Neil Gaiman (1960-) is a British writer, Who is best known for the comic Book series, "The Sandman" and the novels "Stardust" and "American Gods". Neil Gaiman's 'A Study in Emerald' that won him the Hugo award, is a detective story published in 2003. He has derived its title from Sir Arthur Conan Doyle's, 'A study in Scarlet' that introduced Sherlock Holmes and Dr. Watson in 1887. Moreover, 'A Study in Emerald' shares a parallel structure and similar crime. The detective and his friend in this story are also quite clearly setup to be seen as Holmes and Watson. 'A study in Emerald' revolves around a corpse found at a derelict house in Shoreditch, London and its investigation.
'A Study in Emerald'
has five chapters with five titles relating to the content. A wounded soldier
back from Afghanistan is the narrator. In the first chapter 'The New Friend',
the narrator happened to share a room with a consulting detective in Baker
Street. In the very first meeting the detective found that he was a wounded
soldier from Afghanistan. Moreover, one day, when they were at their breakfast table,
he needed a place for a gentleman who would come there after five minutes. As he
said, Inspector Lestrade entered there five minutes later. Though he didn't get
any message earlier, from the very clatter of a brougham, he guessed everything.
That was his speciality.
The Inspector Lestrade
took the detective to Shoreditch to get his assistance in the investigation of
a murder case of national importance. The detective took the narrator too, with
him. In the second chapter 'The Room', the detective surveyed the cheap rooming
house in Shoreditch, where a dead body with bile-green blood socked into the thread
bare of the carpet and spattered the wall paper. On the faded wall paper, the
word 'RACHE ' was also written. Actually it was the dead body of Prince Franz Drago of Bohemia. He was there as a guest of Her Majesty Victoria. However the
detective took a pinch of ash in a glass vial that he found near the fireplace.
In the third chapter,
"The Palace' both the detective and the narrator visited the Palace. When
Queen Victoria asked about the furtherance of the murder case, the detective
said that there were two other men with her nephew, the Prince Franz Drago
there in that room. In the fourth Chapter, 'The Performance" the detective
took the narrator to a theatre at Drury Lane. They enjoyed there, three one-act plays. Then the detective showed a visiting card to
one lady and asked her to take him to Mr. Vernet. The detective introduced him
as Henry Camberley, a theatrical promoter and the narrator as Sebastian. He convinced
them that he would arrange programmes for them in the New World, America. Mr.

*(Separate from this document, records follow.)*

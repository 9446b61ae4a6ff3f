pub mod client;
pub mod models;
pub mod resources;
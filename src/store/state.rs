use crate::api::models::{Contact, EntityId, Group};
use serde_json::Value;

/// Local mirror of the server's contacts and groups plus view-facing status.
#[derive(Debug, Clone, Default, PartialEq)]
pub struct StoreState {
    /// Load/create order, unique by id.
    pub contacts: Vec<Contact>,
    pub groups: Vec<Group>,
    /// May point at an entity that no longer exists.
    pub selected_contact_id: Option<EntityId>,
    pub selected_group_id: Option<EntityId>,
    pub is_loading: bool,
    pub error: Option<String>,
    /// `meta` of the last contacts listing, passed through untouched.
    pub pagination: Option<Value>,
    in_flight: usize,
}

impl StoreState {
    pub fn contact(&self, id: &EntityId) -> Option<&Contact> {
        self.contacts.iter().find(|c| &c.id == id)
    }

    pub fn group(&self, id: &EntityId) -> Option<&Group> {
        self.groups.iter().find(|g| &g.id == id)
    }

    pub fn contacts_in_group(&self, group_id: &EntityId) -> Vec<&Contact> {
        self.contacts
            .iter()
            .filter(|c| c.is_member_of(group_id))
            .collect()
    }

    pub fn selected_contact(&self) -> Option<&Contact> {
        self.selected_contact_id.as_ref().and_then(|id| self.contact(id))
    }

    pub fn selected_group(&self) -> Option<&Group> {
        self.selected_group_id.as_ref().and_then(|id| self.group(id))
    }

    pub(super) fn begin_call(&mut self) {
        self.in_flight += 1;
        self.is_loading = true;
        self.error = None;
    }

    pub(super) fn end_call(&mut self) {
        self.in_flight = self.in_flight.saturating_sub(1);
        self.is_loading = self.in_flight > 0;
    }
}

pub(super) trait Identified {
    fn id(&self) -> &EntityId;
}

impl Identified for Contact {
    fn id(&self) -> &EntityId {
        &self.id
    }
}

impl Identified for Group {
    fn id(&self) -> &EntityId {
        &self.id
    }
}

/// Replaces the entry with `id` in place, or appends when there is none.
pub(super) fn replace_or_append<T: Identified>(items: &mut Vec<T>, id: &EntityId, entity: T) {
    match items.iter().position(|item| item.id() == id) {
        Some(index) => items[index] = entity,
        None => items.push(entity),
    }
}

pub(super) fn remove_by_id<T: Identified>(items: &mut Vec<T>, id: &EntityId) -> Option<T> {
    let index = items.iter().position(|item| item.id() == id)?;
    Some(items.remove(index))
}
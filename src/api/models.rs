use serde::de::{self, DeserializeOwned};
use serde::{Deserialize, Deserializer, Serialize, Serializer};
use serde_json::{Map, Value};
use std::collections::BTreeMap;
use std::fmt;

/// Server-assigned identity of a contact or group.
///
/// The service hands ids out as JSON numbers in some responses and as strings
/// in others (and route parameters always arrive as text), so every id is kept
/// as its decimal/text form and compared strictly. `3` and `"3"` are the same id.
#[derive(Debug, Clone, PartialEq, Eq, Hash, PartialOrd, Ord)]
pub struct EntityId(String);

impl EntityId {
    pub fn new(id: impl Into<String>) -> Self {
        Self(id.into())
    }

    pub fn as_str(&self) -> &str {
        &self.0
    }

    /// The integer this id spells, if its text is exactly a canonical integer.
    fn as_integer(&self) -> Option<i64> {
        let n: i64 = self.0.parse().ok()?;
        (n.to_string() == self.0).then_some(n)
    }
}

impl fmt::Display for EntityId {
    fn fmt(&self, f: &mut fmt::Formatter<'_>) -> fmt::Result {
        f.write_str(&self.0)
    }
}

impl From<&str> for EntityId {
    fn from(id: &str) -> Self {
        Self(id.to_string())
    }
}

impl From<String> for EntityId {
    fn from(id: String) -> Self {
        Self(id)
    }
}

impl From<u64> for EntityId {
    fn from(id: u64) -> Self {
        Self(id.to_string())
    }
}

impl From<i64> for EntityId {
    fn from(id: i64) -> Self {
        Self(id.to_string())
    }
}

impl From<i32> for EntityId {
    fn from(id: i32) -> Self {
        Self(id.to_string())
    }
}

impl Serialize for EntityId {
    fn serialize<S: Serializer>(&self, serializer: S) -> Result<S::Ok, S::Error> {
        match self.as_integer() {
            Some(n) => serializer.serialize_i64(n),
            None => serializer.serialize_str(&self.0),
        }
    }
}

impl<'de> Deserialize<'de> for EntityId {
    fn deserialize<D: Deserializer<'de>>(deserializer: D) -> Result<Self, D::Error> {
        match Value::deserialize(deserializer)? {
            Value::String(s) => Ok(Self(s)),
            Value::Number(n) => Ok(Self(n.to_string())),
            other => Err(de::Error::custom(format!(
                "expected a string or number id, got {other}"
            ))),
        }
    }
}

/// A group as embedded in a contact's membership list.
#[derive(Debug, Clone, PartialEq, Serialize, Deserialize)]
pub struct GroupRef {
    pub id: EntityId,
    #[serde(flatten)]
    pub fields: Map<String, Value>,
}

impl GroupRef {
    pub fn name(&self) -> Option<&str> {
        self.fields.get("name").and_then(Value::as_str)
    }
}

/// A contact's `groups` key as received. An absent key and an explicit `null`
/// both mean "no memberships" but serialize back the way they came in.
#[derive(Debug, Clone, Default, PartialEq)]
pub enum Memberships {
    #[default]
    Absent,
    Null,
    List(Vec<GroupRef>),
}

impl Memberships {
    pub fn as_slice(&self) -> &[GroupRef] {
        match self {
            Memberships::List(groups) => groups,
            Memberships::Absent | Memberships::Null => &[],
        }
    }

    pub fn is_absent(&self) -> bool {
        matches!(self, Memberships::Absent)
    }
}

impl Serialize for Memberships {
    fn serialize<S: Serializer>(&self, serializer: S) -> Result<S::Ok, S::Error> {
        match self {
            Memberships::List(groups) => groups.serialize(serializer),
            Memberships::Absent | Memberships::Null => serializer.serialize_none(),
        }
    }
}

impl<'de> Deserialize<'de> for Memberships {
    fn deserialize<D: Deserializer<'de>>(deserializer: D) -> Result<Self, D::Error> {
        Ok(match Option::<Vec<GroupRef>>::deserialize(deserializer)? {
            Some(groups) => Memberships::List(groups),
            None => Memberships::Null,
        })
    }
}

#[derive(Debug, Clone, PartialEq, Serialize, Deserialize)]
pub struct Contact {
    pub id: EntityId,
    #[serde(default, skip_serializing_if = "Memberships::is_absent")]
    pub groups: Memberships,
    /// Profile fields (name, phone, email, ...) exactly as the server sent them.
    #[serde(flatten)]
    pub fields: Map<String, Value>,
}

impl Contact {
    pub fn name(&self) -> Option<&str> {
        self.fields.get("name").and_then(Value::as_str)
    }

    pub fn groups(&self) -> &[GroupRef] {
        self.groups.as_slice()
    }

    pub fn group_ids(&self) -> Vec<EntityId> {
        self.groups().iter().map(|g| g.id.clone()).collect()
    }

    pub fn is_member_of(&self, group_id: &EntityId) -> bool {
        self.groups().iter().any(|g| &g.id == group_id)
    }
}

#[derive(Debug, Clone, PartialEq, Serialize, Deserialize)]
pub struct Group {
    pub id: EntityId,
    /// Everything besides the id (name, member list, ...) as sent.
    #[serde(flatten)]
    pub fields: Map<String, Value>,
}

impl Group {
    pub fn name(&self) -> Option<&str> {
        self.fields.get("name").and_then(Value::as_str)
    }
}

/// Body of a membership rewrite: the full set of groups the contact belongs to.
#[derive(Debug, Clone, PartialEq, Serialize)]
pub struct MembershipUpdate {
    pub group_ids: Vec<EntityId>,
}

/// Query options for listing contacts. Unset options are not sent.
#[derive(Debug, Clone, Default, PartialEq)]
pub struct ContactFilter {
    pub search: Option<String>,
    pub group: Option<EntityId>,
    pub extra: BTreeMap<String, String>,
}

impl ContactFilter {
    pub fn search(text: impl Into<String>) -> Self {
        Self {
            search: Some(text.into()),
            ..Self::default()
        }
    }

    pub fn with_group(mut self, group: impl Into<EntityId>) -> Self {
        self.group = Some(group.into());
        self
    }

    pub fn with_param(mut self, key: impl Into<String>, value: impl Into<String>) -> Self {
        self.extra.insert(key.into(), value.into());
        self
    }

    pub fn query_pairs(&self) -> Vec<(String, String)> {
        let mut pairs = Vec::new();
        if let Some(search) = &self.search {
            pairs.push(("search".to_string(), search.clone()));
        }
        if let Some(group) = &self.group {
            pairs.push(("group".to_string(), group.to_string()));
        }
        pairs.extend(self.extra.iter().map(|(k, v)| (k.clone(), v.clone())));
        pairs
    }
}

/// A list response: either `{"data": [...], "meta": {...}}` or a bare array.
#[derive(Debug, Clone, PartialEq)]
pub struct Listing<T> {
    pub items: Vec<T>,
    pub meta: Option<Value>,
}

impl<T: DeserializeOwned> Listing<T> {
    pub fn from_value(value: Value) -> Result<Self, serde_json::Error> {
        match value {
            Value::Array(_) => Ok(Self {
                items: serde_json::from_value(value)?,
                meta: None,
            }),
            Value::Object(mut obj) => {
                let Some(data) = obj.remove("data") else {
                    return Err(de::Error::custom("list response has no `data` array"));
                };
                Ok(Self {
                    items: serde_json::from_value(data)?,
                    meta: obj.remove("meta").filter(|m| !m.is_null()),
                })
            }
            other => Err(de::Error::custom(format!(
                "expected a list response, got {other}"
            ))),
        }
    }
}

#[cfg(test)]
mod tests {
    use super::*;
    use serde_json::json;

    #[test]
    fn numeric_and_string_ids_are_the_same_id() {
        let a: EntityId = serde_json::from_value(json!(3)).unwrap();
        let b: EntityId = serde_json::from_value(json!("3")).unwrap();
        assert_eq!(a, b);
        assert_eq!(a, EntityId::from(3));
    }

    #[test]
    fn ids_serialize_back_in_server_shape() {
        assert_eq!(serde_json::to_value(EntityId::from(42)).unwrap(), json!(42));
        assert_eq!(serde_json::to_value(EntityId::from("007")).unwrap(), json!("007"));
        assert_eq!(
            serde_json::to_value(EntityId::from("9b2f-aa")).unwrap(),
            json!("9b2f-aa")
        );
    }

    #[test]
    fn boolean_id_is_rejected() {
        assert!(serde_json::from_value::<EntityId>(json!(true)).is_err());
    }

    #[test]
    fn contact_keeps_profile_fields_verbatim() {
        let raw = json!({
            "id": 1,
            "name": "Ana",
            "email": "ana@example.com",
            "groups": [{"id": 9, "name": "Family", "color": "red"}]
        });
        let contact: Contact = serde_json::from_value(raw.clone()).unwrap();

        assert_eq!(contact.name(), Some("Ana"));
        assert_eq!(contact.group_ids(), vec![EntityId::from(9)]);
        assert_eq!(contact.groups()[0].name(), Some("Family"));
        assert_eq!(contact.groups()[0].fields.get("color"), Some(&json!("red")));
        assert_eq!(serde_json::to_value(&contact).unwrap(), raw);
    }

    #[test]
    fn missing_or_null_groups_mean_no_memberships() {
        let a: Contact = serde_json::from_value(json!({"id": 1})).unwrap();
        let b: Contact = serde_json::from_value(json!({"id": 2, "groups": null})).unwrap();
        assert!(a.groups().is_empty());
        assert!(b.groups().is_empty());
        assert!(!b.is_member_of(&EntityId::from(1)));
    }

    #[test]
    fn null_fields_serialize_back_as_null() {
        let raw = json!({"id": 1, "name": "Ana", "groups": null});
        let contact: Contact = serde_json::from_value(raw.clone()).unwrap();
        assert_eq!(contact.groups, Memberships::Null);
        assert_eq!(serde_json::to_value(&contact).unwrap(), raw);

        let raw = json!({"id": 2, "name": "Bo"});
        let contact: Contact = serde_json::from_value(raw.clone()).unwrap();
        assert_eq!(contact.groups, Memberships::Absent);
        assert_eq!(serde_json::to_value(&contact).unwrap(), raw);

        let raw = json!({"id": 9, "name": null});
        let group: Group = serde_json::from_value(raw.clone()).unwrap();
        assert_eq!(group.name(), None);
        assert_eq!(serde_json::to_value(&group).unwrap(), raw);

        let raw = json!({"id": 3, "groups": [{"id": 9, "name": null}]});
        let contact: Contact = serde_json::from_value(raw.clone()).unwrap();
        assert_eq!(contact.groups()[0].name(), None);
        assert_eq!(serde_json::to_value(&contact).unwrap(), raw);
    }

    #[test]
    fn listing_accepts_envelope_and_bare_array() {
        let wrapped: Listing<Group> = Listing::from_value(json!({
            "data": [{"id": 1, "name": "Work"}],
            "meta": {"total": 1}
        }))
        .unwrap();
        assert_eq!(wrapped.items.len(), 1);
        assert_eq!(wrapped.meta, Some(json!({"total": 1})));

        let bare: Listing<Group> = Listing::from_value(json!([{"id": 1}, {"id": 2}])).unwrap();
        assert_eq!(bare.items.len(), 2);
        assert_eq!(bare.meta, None);
    }

    #[test]
    fn listing_without_data_is_an_error() {
        assert!(Listing::<Group>::from_value(json!({"meta": {}})).is_err());
        assert!(Listing::<Group>::from_value(json!("nope")).is_err());
    }

    #[test]
    fn filter_only_sends_set_options() {
        assert!(ContactFilter::default().query_pairs().is_empty());

        let pairs = ContactFilter::search("ana")
            .with_group(9)
            .with_param("page", "2")
            .query_pairs();
        assert_eq!(
            pairs,
            vec![
                ("search".to_string(), "ana".to_string()),
                ("group".to_string(), "9".to_string()),
                ("page".to_string(), "2".to_string()),
            ]
        );
    }
}
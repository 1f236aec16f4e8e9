//! Time tag tests

use chrono::{TimeZone, Utc};
use osc_codec::OscTimeTag;

#[test]
fn test_immediate() {
    assert_eq!(OscTimeTag::IMMEDIATE.value(), 1);
    assert_eq!(OscTimeTag::IMMEDIATE.seconds(), 0);
    assert_eq!(OscTimeTag::IMMEDIATE.fraction(), 1);
}

#[test]
fn test_datetime_roundtrip_to_millisecond() {
    let datetime = Utc.with_ymd_and_hms(2024, 3, 15, 12, 30, 45).unwrap()
        + chrono::Duration::milliseconds(250);
    let tag = OscTimeTag::from_datetime(datetime);

    assert_eq!(tag.to_datetime(), datetime);
    assert_eq!(tag.fraction(), 1 << 30);
}

#[test]
fn test_seconds_since_1900() {
    let datetime = Utc.with_ymd_and_hms(1970, 1, 1, 0, 0, 0).unwrap();
    assert_eq!(OscTimeTag::from_datetime(datetime).seconds(), 2_208_988_800);
}

#[test]
fn test_parse_forms() {
    let utc = OscTimeTag::parse("01-01-1900 00:00:00.0000Z").unwrap();
    assert_eq!(utc, OscTimeTag::new(0));

    let date_only = OscTimeTag::parse("02-01-1900Z").unwrap();
    assert_eq!(date_only.seconds(), 86_400);

    assert_eq!(OscTimeTag::parse("0x100000000").unwrap().seconds(), 1);
    assert!(OscTimeTag::parse("32-13-2000").is_err());
    assert!(OscTimeTag::try_parse("").is_none());
}

#[test]
fn test_display() {
    let tag = OscTimeTag::from_datetime(Utc.with_ymd_and_hms(2005, 1, 14, 17, 58, 59).unwrap());
    assert_eq!(tag.to_string(), "14-01-2005 17:58:59.0000Z");
}

#[test]
fn test_ordering() {
    assert!(OscTimeTag::new(1) < OscTimeTag::new(2));
    assert!(OscTimeTag::IMMEDIATE < OscTimeTag::now());
}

Vernet said that the plays were written by his friend who was not there then, when
the detective desired to meet the writer. Then purposefully, he took his pipe
and got the strong shag of Mr. Vernet. He
invited Mr. Vernet and his author friend to his rooms at Baker street, the next
day.
In the fifth chapter 'The Skin and The Pit', the detective revealed the truth that Mr. Vernet and his friend the limping doctor, a soldier from Afghanistan, who were actually "Restorationists", were the murderers of Prince Franz Drago. Though Inspector Lestrade was waiting with hand cuffs to arrest them, only a letter from Mr. Vernet reached there. As the detective found the murderers, Mr. Vernet too found about the trap of the detective and Lestrade. They escaped forever. However, the narrator preserved the letters in a locker and came out with this narration. Both the Queen and Lestrade thanked the detective for his identifying the murderers of the Prince. However the detective's sense of deduction leaves not only the narrator amazed but the readers too, at many places.